Portugal é grande quando abre horizontes

04
Mar 11

Foi dia de greve, um pouco por toda a parte. A razão principal teve que ver com o contínuo aumento do custo de vida e o receio que o sistema que liga os salários à inflação venha a desaparecer, num futuro não muito distante. Aliás, existe uma proposta da Alemanha, que vai nesse sentido.

 

O cabaz de compras de uma família tipo custa, neste país, cerca de 600 euros por semana.  O rendimento das famílias tem, por isso, que atingir o valor líquido mensal de 2576 euros, para que se ultrapasse o limiar da pobreza. O salário mínimo vale 1440 euros/mês. Muitos trabalhadores recebem, líquidos, pouco mais que isso.

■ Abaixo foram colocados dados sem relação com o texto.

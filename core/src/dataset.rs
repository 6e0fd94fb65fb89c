use crate::{
    consumer::{Consumer, Device, Gender},
    email::EmailTemplate,
    opening_model::{OpeningDecision, Personalization},
    types::{ConsumerId, EmailId, SimDate},
};
use serde::{Deserialize, Serialize};
use std::collections::{BTreeMap, HashSet};

/// One (consumer, dispatch) observation. Consumer fields are the values
/// seen at dispatch time, before the outcome is recorded.
#[derive(Debug, Clone, Serialize, Deserialize, PartialEq)]
pub struct ObservationRow {
    pub consumer_id: ConsumerId,
    pub age: u32,
    pub gender: Gender,
    pub income: u32,
    pub informative_perception: f64,
    pub mailing_frequency: u32,
    pub timespan: u32,
    pub product_purchase: bool,
    pub prior_email_opening: bool,
    pub device: Device,
    pub email_id: EmailId,
    pub subject_length: u32,
    pub information_value: i8,
    pub personalization: Personalization,
    pub sending_day: String,
    pub date: SimDate,
    pub opened: bool,
}

impl ObservationRow {
    pub fn capture(
        consumer: &Consumer,
        email: &EmailTemplate,
        decision: &OpeningDecision,
        sending_day: &str,
        date: SimDate,
    ) -> Self {
        Self {
            consumer_id: consumer.id,
            age: consumer.age,
            gender: consumer.gender,
            income: consumer.income,
            informative_perception: consumer.informative_perception,
            mailing_frequency: consumer.mailing_frequency,
            timespan: consumer.timespan,
            product_purchase: consumer.product_purchase,
            prior_email_opening: consumer.prior_email_opening,
            device: consumer.device,
            email_id: email.id,
            subject_length: email.length,
            information_value: email.information_value,
            personalization: decision.personalization,
            sending_day: sending_day.to_string(),
            date,
            opened: decision.opens,
        }
    }
}

#[derive(Debug, Clone, Serialize, Deserialize, PartialEq)]
pub struct CampaignOpenRate {
    pub date: SimDate,
    pub email_id: EmailId,
    pub open_rate: f64,
}

/// Running aggregates as of the end of one simulated day.
#[derive(Debug, Clone, Serialize, Deserialize, PartialEq)]
pub struct DailyAggregate {
    pub date: SimDate,
    pub average_open_rate: f64,
    pub average_timespan: f64,
}

#[derive(Debug, Clone, Default, Serialize, Deserialize, PartialEq)]
pub struct RunSummary {
    pub total_mailings: u32,
    pub total_purchases: u32,
    pub simulated_days: u64,
    pub average_open_rate: f64,
    pub average_timespan: f64,
}

/// Everything a run produces, in simulated-date order.
#[derive(Debug, Clone, Default, Serialize, Deserialize)]
pub struct SimulationDataset {
    pub rows: Vec<ObservationRow>,
    pub campaign_open_rates: Vec<CampaignOpenRate>,
    pub daily_aggregates: Vec<DailyAggregate>,
    /// Keyed "YYYY-MM"; every month the clock visits has an entry.
    pub mailings_per_month: BTreeMap<String, u32>,
    pub purchases_per_month: BTreeMap<String, u32>,
    pub summary: RunSummary,
}

impl SimulationDataset {
    pub fn open_count(&self) -> usize {
        self.rows.iter().filter(|r| r.opened).count()
    }

    /// First observation of each consumer, in order of first appearance.
    pub fn unique_consumers(&self) -> Vec<&ObservationRow> {
        let mut seen = HashSet::new();
        self.rows
            .iter()
            .filter(|r| seen.insert(r.consumer_id))
            .collect()
    }

    pub fn rows_for_email(&self, email_id: EmailId) -> impl Iterator<Item = &ObservationRow> {
        self.rows.iter().filter(move |r| r.email_id == email_id)
    }
}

Ambos os cônjuges são obrigados a trabalhar, para poder responder às necessidades da vida. As famílias monoparentais constituem a grande massa dos novos pobres. 

 

Na região da capital e no Sul do país, a greve foi seguida por muitos. No Norte, apenas os trabalhadores das grandes unidades industriais e dos transportes interurbanos responderam ao apelo. O resto, fez um dia como os outros.

 

Vivi, neste contexto, uma experiência interessante. Sexta-feira é o dia das compras semanais. Ora, os supermercados da capital e dos subúrbios estavam fechados. O mesmo acontecia em todo o Sul.

 

Para não alterar os hábitos e os compromissos, peguei no carro, conduzi 24 quilómetros. Na Flandres, o Norte do país, estavam todos abertos. Lá entrei numa grande superfície da cadeia que costumo frequentar, fiz as compras e voltei para casa. Sem furar nenhuma greve. Deu-me, no entanto, a impressão que fora às compras ao estrangeiro.